[Task requirements]
What you return should be each line of the data containing the string "repository".

[Dataset records]
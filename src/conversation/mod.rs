use std::fmt::Display;
use std::sync::Arc;

use serde::{Deserialize, Serialize};

pub mod model;
pub mod repository;
pub mod service;

type Result<T> = std::result::Result<T, Error>;

pub type Repository = Arc<dyn repository::ConversationRepository + Send + Sync>;

// Conversation identifiers are opaque and server-issued. Some backends send
// them as numbers, so they are normalized to strings on the way in.
#[derive(Clone, Debug, Serialize, Hash, PartialEq, Eq)]
pub struct Id(String);

impl Id {
    pub fn as_str(&self) -> &str {
        self.0.as_str()
    }
}

impl Display for Id {
    fn fmt(&self, f: &mut std::fmt::Formatter<'_>) -> std::fmt::Result {
        write!(f, "{}", self.0)
    }
}

impl From<&str> for Id {
    fn from(raw: &str) -> Self {
        Self(raw.to_owned())
    }
}

impl From<String> for Id {
    fn from(raw: String) -> Self {
        Self(raw)
    }
}

impl<'de> Deserialize<'de> for Id {
    fn deserialize<D>(deserializer: D) -> std::result::Result<Id, D::Error>
    where
        D: serde::Deserializer<'de>,
    {
        crate::event::model::string_or_number(deserializer).map(Id)
    }
}

#[derive(thiserror::Error, Debug)]
pub enum Error {
    #[error("cannot open a conversation with yourself")]
    SelfConversation,

    #[error(transparent)]
    _Integration(#[from] crate::integration::Error),
}
pub mod model;

type Result<T> = std::result::Result<T, Error>;

#[derive(thiserror::Error, Debug)]
pub enum Error {
    #[error("frame is missing an event type")]
    MissingEventType,

    #[error(transparent)]
    _ParseJson(#[from] serde_json::Error),
}
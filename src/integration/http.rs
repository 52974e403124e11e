use reqwest::RequestBuilder;
use serde::Serialize;
use serde::de::DeserializeOwned;

use super::Config;

#[derive(Clone)]
pub struct Client {
    http: reqwest::Client,
    base: String,
    token: Option<String>,
}

impl Client {
    pub fn new(config: &Config) -> Self {
        Self {
            http: super::init_http_client(),
            base: config.api_url().as_str().trim_end_matches('/').to_owned(),
            token: config.auth_token().map(str::to_owned),
        }
    }
}

impl Client {
    pub async fn get<T: DeserializeOwned>(&self, path: &str) -> super::Result<T> {
        let request = self.http.get(self.url(path));
        self.execute(request).await
    }

    pub async fn post<B: Serialize, T: DeserializeOwned>(
        &self,
        path: &str,
        body: &B,
    ) -> super::Result<T> {
        let request = self.http.post(self.url(path)).json(body);
        self.execute(request).await
    }

    pub async fn patch(&self, path: &str) -> super::Result<()> {
        let request = self.authorize(self.http.patch(self.url(path)));
        let response = request.send().await?;

        match response.status() {
            status if status.is_success() => Ok(()),
            status => Err(super::Error::UnexpectedStatus(status)),
        }
    }
}

impl Client {
    async fn execute<T: DeserializeOwned>(&self, request: RequestBuilder) -> super::Result<T> {
        let response = self.authorize(request).send().await?;

        match response.status() {
            status if status.is_success() => Ok(response.json().await?),
            status => Err(super::Error::UnexpectedStatus(status)),
        }
    }

    fn authorize(&self, request: RequestBuilder) -> RequestBuilder {
        match &self.token {
            Some(token) => request.bearer_auth(token),
            None => request,
        }
    }

    fn url(&self, path: &str) -> String {
        format!("{}{path}", self.base)
    }
}
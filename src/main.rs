use std::env;

use log::{error, info};

use messenger_client::Session;
use messenger_client::integration::Config;
use messenger_client::user::model::UserInfo;

#[tokio::main]
async fn main() {
    let config = Config::default();

    let Ok(user_id) = env::var("USER_ID") else {
        error!("USER_ID must be set");
        return;
    };
    let user = UserInfo::new(user_id.as_str(), env::var("USER_NAME").unwrap_or_default());

    let session = match Session::open(&config, user).await {
        Ok(session) => session,
        Err(e) => {
            error!("failed to open session: {e:?}");
            return;
        }
    };

    render(&session).await;

    let mut updated = session.inbox().updated();
    loop {
        tokio::select! {
            _ = tokio::signal::ctrl_c() => break,

            changed = updated.changed() => {
                if changed.is_err() {
                    break;
                }
                render(&session).await;
            }
        }
    }

    session.close().await;
}

async fn render(session: &Session) {
    for conversation in session.inbox().snapshot().await {
        info!(
            "{} | {} unread | {}",
            conversation.counterpart_name(),
            conversation.unread_count(),
            conversation.last_message().unwrap_or("-"),
        );
    }
}
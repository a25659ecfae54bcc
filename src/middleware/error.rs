use axum::http::StatusCode;
use axum::response::{IntoResponse, Response};

/// Rejections from the middleware layer's extractors.
#[derive(Debug, thiserror::Error)]
pub enum GateError {
    /// No guarded session on the request — the handler ran without a guard
    /// layer, or the layer denied the request.
    #[error("not authenticated")]
    Unauthenticated,

    /// Internal fault; details are logged, never sent to the client.
    #[error("internal error: {0}")]
    Internal(String),
}

impl IntoResponse for GateError {
    fn into_response(self) -> Response {
        match self {
            Self::Unauthenticated => {
                (StatusCode::UNAUTHORIZED, self.to_string()).into_response()
            }
            Self::Internal(_) => {
                tracing::error!(error = %self, "gate internal error");
                (StatusCode::INTERNAL_SERVER_ERROR, "Internal error").into_response()
            }
        }
    }
}
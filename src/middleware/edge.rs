//! Request-boundary interception: the guard applied at the router root,
//! before any per-route handling, limited to a set of path patterns.

/// Glob-style path matcher for the edge layer.
///
/// Patterns are segment-wise: `*` matches exactly one path segment, `**`
/// matches any remainder (including nothing). `/dashboard/**` protects the
/// whole subtree; `/orgs/*/settings` protects one level of nesting.
#[derive(Debug, Clone)]
pub struct RouteMatcher {
    patterns: Vec<String>,
}

impl RouteMatcher {
    #[must_use]
    pub fn new<I, S>(patterns: I) -> Self
    where
        I: IntoIterator<Item = S>,
        S: Into<String>,
    {
        Self {
            patterns: patterns.into_iter().map(Into::into).collect(),
        }
    }

    #[must_use]
    pub fn matches(&self, path: &str) -> bool {
        let segments: Vec<&str> = split_segments(path);
        self.patterns
            .iter()
            .any(|pattern| match_segments(&split_segments(pattern), &segments))
    }
}

fn split_segments(path: &str) -> Vec<&str> {
    path.split('/').filter(|s| !s.is_empty()).collect()
}

fn match_segments(pattern: &[&str], path: &[&str]) -> bool {
    let Some((head, rest)) = pattern.split_first() else {
        return path.is_empty();
    };
    match *head {
        "**" => (0..=path.len()).any(|skip| match_segments(rest, &path[skip..])),
        "*" => path
            .split_first()
            .is_some_and(|(_, tail)| match_segments(rest, tail)),
        literal => path
            .split_first()
            .is_some_and(|(seg, tail)| *seg == literal && match_segments(rest, tail)),
    }
}
//! Unverified claim extraction from JWT access tokens.
//!
//! Signature verification is the identity provider's job; this crate only
//! needs the `exp` claim to know when to schedule a refresh. Nothing read
//! here is ever used for an authorization decision.

use base64::engine::general_purpose::URL_SAFE_NO_PAD;
use base64::Engine;
use serde_json::Value as JsonValue;
use time::OffsetDateTime;

use crate::error::Error;

/// Extracts the expiry instant from a JWT's `exp` claim.
///
/// # Errors
///
/// Returns [`Error::Token`] if the token is not three dot-separated
/// base64url segments, the payload is not JSON, or `exp` is absent.
pub(crate) fn expiry(token: &str) -> Result<OffsetDateTime, Error> {
    let claims = decode_claims(token)?;
    let exp = claims
        .get("exp")
        .and_then(JsonValue::as_i64)
        .ok_or_else(|| Error::Token("missing claim: exp".into()))?;
    OffsetDateTime::from_unix_timestamp(exp)
        .map_err(|_| Error::Token(format!("exp out of range: {exp}")))
}

pub(crate) fn decode_claims(token: &str) -> Result<JsonValue, Error> {
    let mut segments = token.split('.');
    let payload = match (segments.next(), segments.next(), segments.next(), segments.next()) {
        (Some(_), Some(payload), Some(_), None) => payload,
        _ => return Err(Error::Token("invalid token format".into())),
    };

    let bytes = URL_SAFE_NO_PAD
        .decode(payload)
        .map_err(|_| Error::Token("invalid payload encoding".into()))?;
    serde_json::from_slice(&bytes).map_err(|_| Error::Token("invalid payload".into()))
}

#[cfg(test)]
mod tests {
    use super::*;
    use crate::testutil;

    #[test]
    fn extracts_exp_claim() {
        let token = testutil::jwt_expiring_at(1_800_000_000);
        assert_eq!(expiry(&token).unwrap().unix_timestamp(), 1_800_000_000);
    }

    #[test]
    fn rejects_wrong_segment_count() {
        assert!(expiry("only-one-segment").is_err());
        assert!(expiry("two.segments").is_err());
        assert!(expiry("a.b.c.d").is_err());
    }

    #[test]
    fn rejects_bad_base64_payload() {
        assert!(expiry("aGVhZGVy.!!!not-base64!!!.c2ln").is_err());
    }

    #[test]
    fn rejects_non_json_payload() {
        use base64::engine::general_purpose::URL_SAFE_NO_PAD;
        use base64::Engine;
        let payload = URL_SAFE_NO_PAD.encode(b"not json");
        assert!(expiry(&format!("h.{payload}.s")).is_err());
    }

    #[test]
    fn other_claims_are_readable() {
        let token = testutil::jwt_expiring_at(1_800_000_000);
        let claims = decode_claims(&token).unwrap();
        assert_eq!(claims.get("sub").and_then(|v| v.as_str()), Some("user-1"));
    }
}
#[derive(Debug, thiserror::Error)]
#[non_exhaustive]
pub enum Error {
    /// The identity provider rejected a request.
    #[error("provider error during {operation}: {detail}")]
    Provider {
        operation: &'static str,
        status: Option<u16>,
        detail: String,
    },
    #[cfg(feature = "provider")]
    #[error("HTTP error: {0}")]
    Http(#[from] reqwest::Error),
    #[error("token error: {0}")]
    Token(String),
    #[error("configuration error: {0}")]
    Config(String),
    /// A user-supplied permission predicate failed. Propagated to the
    /// hosting framework's error path, never absorbed into a redirect.
    #[error("permission check failed: {0}")]
    Guard(Box<dyn std::error::Error + Send + Sync>),
}
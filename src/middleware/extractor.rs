use axum::extract::FromRequestParts;
use axum::http::request::Parts;

use super::error::GateError;
use crate::types::{Session, UserRecord};

/// The guarded session, extracted from request extensions.
///
/// A guard layer must sit in front of the route: it evaluates the guard,
/// refreshes the session if needed, and injects the result. Without a layer
/// this extractor rejects with `401 Unauthorized`.
///
/// # Example
///
/// ```rust,ignore
/// async fn dashboard(CurrentSession(session): CurrentSession) -> String {
///     format!("signed in until {}", session.expires_at())
/// }
///
/// // Optional: accessible to both authenticated and anonymous users
/// async fn landing(session: Option<CurrentSession>) -> &'static str {
///     if session.is_some() { "welcome back" } else { "hello, guest" }
/// }
/// ```
#[derive(Debug, Clone)]
pub struct CurrentSession(pub Session);

impl<S: Send + Sync> FromRequestParts<S> for CurrentSession {
    type Rejection = GateError;

    async fn from_request_parts(parts: &mut Parts, _state: &S) -> Result<Self, Self::Rejection> {
        parts
            .extensions
            .get::<Session>()
            .cloned()
            .map(CurrentSession)
            .ok_or(GateError::Unauthenticated)
    }
}

/// The guarded session's user. Convenience over [`CurrentSession`] for
/// handlers that only need identity.
#[derive(Debug, Clone)]
pub struct CurrentUser(pub UserRecord);

impl<S: Send + Sync> FromRequestParts<S> for CurrentUser {
    type Rejection = GateError;

    async fn from_request_parts(parts: &mut Parts, _state: &S) -> Result<Self, Self::Rejection> {
        parts
            .extensions
            .get::<Session>()
            .map(|session| CurrentUser(session.user().clone()))
            .ok_or(GateError::Unauthenticated)
    }
}
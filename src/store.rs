//! Request-scoped session persistence.
//!
//! [`CookieSessionStore`] binds the codec to an inbound cookie jar and a
//! staged set of outbound cookies. `set`/`clear` only *schedule* header
//! writes; the inbound view is never mutated, and the staged set is flushed
//! atomically with the response by the guard layer. [`MemorySessionStore`]
//! is the process-local counterpart for non-request contexts.

use std::collections::BTreeMap;

use axum_extra::extract::cookie::{Cookie, CookieJar};
use time::OffsetDateTime;

use crate::codec::CookieCodec;
use crate::middleware::cookies;
use crate::types::Session;

/// The seam the refresher, the guard, and the session client are generic
/// over. `get` never raises: an unreadable session is no session.
pub trait SessionPersistence: Send {
    fn get(&self) -> Option<Session>;
    fn set(&mut self, session: &Session);
    fn clear(&mut self);
}

/// Cookie-backed store for one inbound request.
///
/// Construct a fresh one per request; never cache it, or the session it
/// decodes, in process-wide memory.
pub struct CookieSessionStore {
    codec: CookieCodec,
    secure_cookies: bool,
    ttl_days: i64,
    inbound: BTreeMap<u32, String>,
    staged: BTreeMap<String, Cookie<'static>>,
    staged_expiry: Option<OffsetDateTime>,
}

impl CookieSessionStore {
    /// Build a store over the request's cookie jar, collecting every chunk
    /// of the codec's cookie family.
    #[must_use]
    pub fn from_jar(codec: CookieCodec, jar: &CookieJar) -> Self {
        let mut inbound = BTreeMap::new();
        for cookie in jar.iter() {
            if let Some(index) = codec.chunk_index(cookie.name()) {
                inbound.insert(index, cookie.value().to_owned());
            }
        }
        Self {
            codec,
            secure_cookies: true,
            ttl_days: 30,
            inbound,
            staged: BTreeMap::new(),
            staged_expiry: None,
        }
    }

    /// Disable the Secure attribute (plain-HTTP local development only).
    #[must_use]
    pub fn with_secure_cookies(mut self, secure: bool) -> Self {
        self.secure_cookies = secure;
        self
    }

    /// Cookie lifetime; sessions outlive the access token via refresh.
    #[must_use]
    pub fn with_ttl_days(mut self, days: i64) -> Self {
        self.ttl_days = days;
        self
    }

    /// Drain the staged cookie writes for application to the response.
    #[must_use]
    pub fn take_cookies(&mut self) -> Vec<Cookie<'static>> {
        self.staged_expiry = None;
        std::mem::take(&mut self.staged).into_values().collect()
    }

    /// Whether any writes are currently staged.
    #[must_use]
    pub fn has_staged_cookies(&self) -> bool {
        !self.staged.is_empty()
    }

    fn unstage_family(&mut self) {
        let codec = &self.codec;
        self.staged.retain(|name, _| codec.chunk_index(name).is_none());
    }
}

impl SessionPersistence for CookieSessionStore {
    fn get(&self) -> Option<Session> {
        self.codec.decode(&self.inbound)
    }

    fn set(&mut self, session: &Session) {
        // Within one response cycle the most recently *obtained* session
        // wins: a late-arriving result of an older refresh must not clobber
        // a newer one already staged.
        if let Some(staged_expiry) = self.staged_expiry {
            if staged_expiry > session.expires_at() {
                tracing::warn!("dropping session write staled by a newer refresh");
                return;
            }
        }

        self.unstage_family();

        let chunks = self.codec.encode(session);
        let chunk_count = chunks.len() as u32;
        for (name, value) in chunks {
            let cookie =
                cookies::chunk_cookie(name.clone(), value, self.secure_cookies, self.ttl_days);
            self.staged.insert(name, cookie);
        }

        // A previous, longer encoding may have left higher-index chunks on
        // the client; expire them or decode will see a corrupt set.
        for &index in self.inbound.keys() {
            if index >= chunk_count {
                let name = self.codec.chunk_name(index);
                self.staged.insert(name.clone(), cookies::removal_cookie(name));
            }
        }

        self.staged_expiry = Some(session.expires_at());
    }

    fn clear(&mut self) {
        self.unstage_family();

        let mut indices: Vec<u32> = self.inbound.keys().copied().collect();
        if !indices.contains(&0) {
            indices.push(0);
        }
        for index in indices {
            let name = self.codec.chunk_name(index);
            self.staged.insert(name.clone(), cookies::removal_cookie(name));
        }
        self.staged_expiry = None;
    }
}

/// Process-local store: the stand-in for the browser side's persistent
/// storage, used by the session client outside a request context and in
/// tests.
#[derive(Debug, Default)]
pub struct MemorySessionStore {
    current: Option<Session>,
}

impl MemorySessionStore {
    #[must_use]
    pub fn new() -> Self {
        Self::default()
    }
}

impl SessionPersistence for MemorySessionStore {
    fn get(&self) -> Option<Session> {
        self.current.clone()
    }

    fn set(&mut self, session: &Session) {
        self.current = Some(session.clone());
    }

    fn clear(&mut self) {
        self.current = None;
    }
}

#[cfg(test)]
mod tests {
    use super::*;
    use crate::testutil;

    fn codec() -> CookieCodec {
        CookieCodec::new("session")
    }

    fn jar_with(chunks: Vec<(String, String)>) -> CookieJar {
        let mut jar = CookieJar::new();
        for (name, value) in chunks {
            jar = jar.add(Cookie::new(name, value));
        }
        jar
    }

    fn store_with_session(session: &Session) -> CookieSessionStore {
        let jar = jar_with(codec().encode(session));
        CookieSessionStore::from_jar(codec(), &jar)
    }

    #[test]
    fn get_decodes_inbound_cookies() {
        let session = testutil::session_expiring_in(3600);
        let store = store_with_session(&session);
        assert_eq!(store.get(), Some(session));
    }

    #[test]
    fn get_returns_none_for_empty_jar() {
        let store = CookieSessionStore::from_jar(codec(), &CookieJar::new());
        assert!(store.get().is_none());
    }

    #[test]
    fn get_returns_none_for_corrupt_cookie_not_an_error() {
        let jar = jar_with(vec![("session.0".into(), "garbage".into())]);
        let store = CookieSessionStore::from_jar(codec(), &jar);
        assert!(store.get().is_none());
    }

    #[test]
    fn set_twice_stages_one_write_per_chunk() {
        let session = testutil::session_expiring_in(3600);
        let mut store = CookieSessionStore::from_jar(codec(), &CookieJar::new());
        store.set(&session);
        store.set(&session);

        let cookies = store.take_cookies();
        assert_eq!(cookies.len(), 1);
        assert_eq!(cookies[0].name(), "session.0");
    }

    #[test]
    fn set_does_not_mutate_inbound_view() {
        let old = testutil::session_expiring_in(120);
        let new = testutil::session_with("refresh-2", 3600);
        let mut store = store_with_session(&old);
        store.set(&new);
        // the inbound request still sees what the client actually sent
        assert_eq!(store.get(), Some(old));
    }

    #[test]
    fn newer_session_is_kept_over_a_stale_write() {
        let newer = testutil::session_with("refresh-2", 3600);
        let older = testutil::session_with("refresh-1", 600);
        let mut store = CookieSessionStore::from_jar(codec(), &CookieJar::new());

        store.set(&newer);
        store.set(&older);

        let codec = codec();
        let chunks: BTreeMap<u32, String> = store
            .take_cookies()
            .into_iter()
            .filter_map(|c| {
                codec
                    .chunk_index(c.name())
                    .map(|i| (i, c.value().to_owned()))
            })
            .collect();
        assert_eq!(codec.decode(&chunks), Some(newer));
    }

    #[test]
    fn set_expires_stale_higher_index_chunks() {
        // inbound session was chunked small; the rewrite fits one cookie
        let session = testutil::session_expiring_in(3600);
        let small = codec().with_chunk_bytes(64);
        let jar = jar_with(small.encode(&session));
        let mut store = CookieSessionStore::from_jar(codec(), &jar);

        store.set(&session);
        let cookies = store.take_cookies();

        let fresh: Vec<_> = cookies.iter().filter(|c| !c.value().is_empty()).collect();
        let removed: Vec<_> = cookies.iter().filter(|c| c.value().is_empty()).collect();
        assert_eq!(fresh.len(), 1);
        assert!(!removed.is_empty());
        assert!(removed.iter().all(|c| c.name() != "session.0"));
    }

    #[test]
    fn clear_expires_every_inbound_chunk() {
        let session = testutil::session_expiring_in(3600);
        let small = codec().with_chunk_bytes(64);
        let chunk_count = small.encode(&session).len();
        let jar = jar_with(small.encode(&session));
        let mut store = CookieSessionStore::from_jar(codec(), &jar);

        store.clear();
        let cookies = store.take_cookies();
        assert_eq!(cookies.len(), chunk_count);
        assert!(cookies.iter().all(|c| c.value().is_empty()));
    }

    #[test]
    fn clear_on_empty_jar_still_expires_first_chunk() {
        let mut store = CookieSessionStore::from_jar(codec(), &CookieJar::new());
        store.clear();
        let cookies = store.take_cookies();
        assert_eq!(cookies.len(), 1);
        assert_eq!(cookies[0].name(), "session.0");
    }

    #[test]
    fn clear_after_set_wins() {
        let mut store = CookieSessionStore::from_jar(codec(), &CookieJar::new());
        store.set(&testutil::session_expiring_in(3600));
        store.clear();
        let cookies = store.take_cookies();
        assert!(cookies.iter().all(|c| c.value().is_empty()));
    }

    #[test]
    fn memory_store_round_trip() {
        let session = testutil::session_expiring_in(3600);
        let mut store = MemorySessionStore::new();
        assert!(store.get().is_none());
        store.set(&session);
        assert_eq!(store.get(), Some(session));
        store.clear();
        assert!(store.get().is_none());
    }
}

[Task result]
pub mod repository;
pub type Repository = Arc<dyn repository::ConversationRepository + Send + Sync>;
repository 52974e403124e11e
repository a25659ecfae54bcc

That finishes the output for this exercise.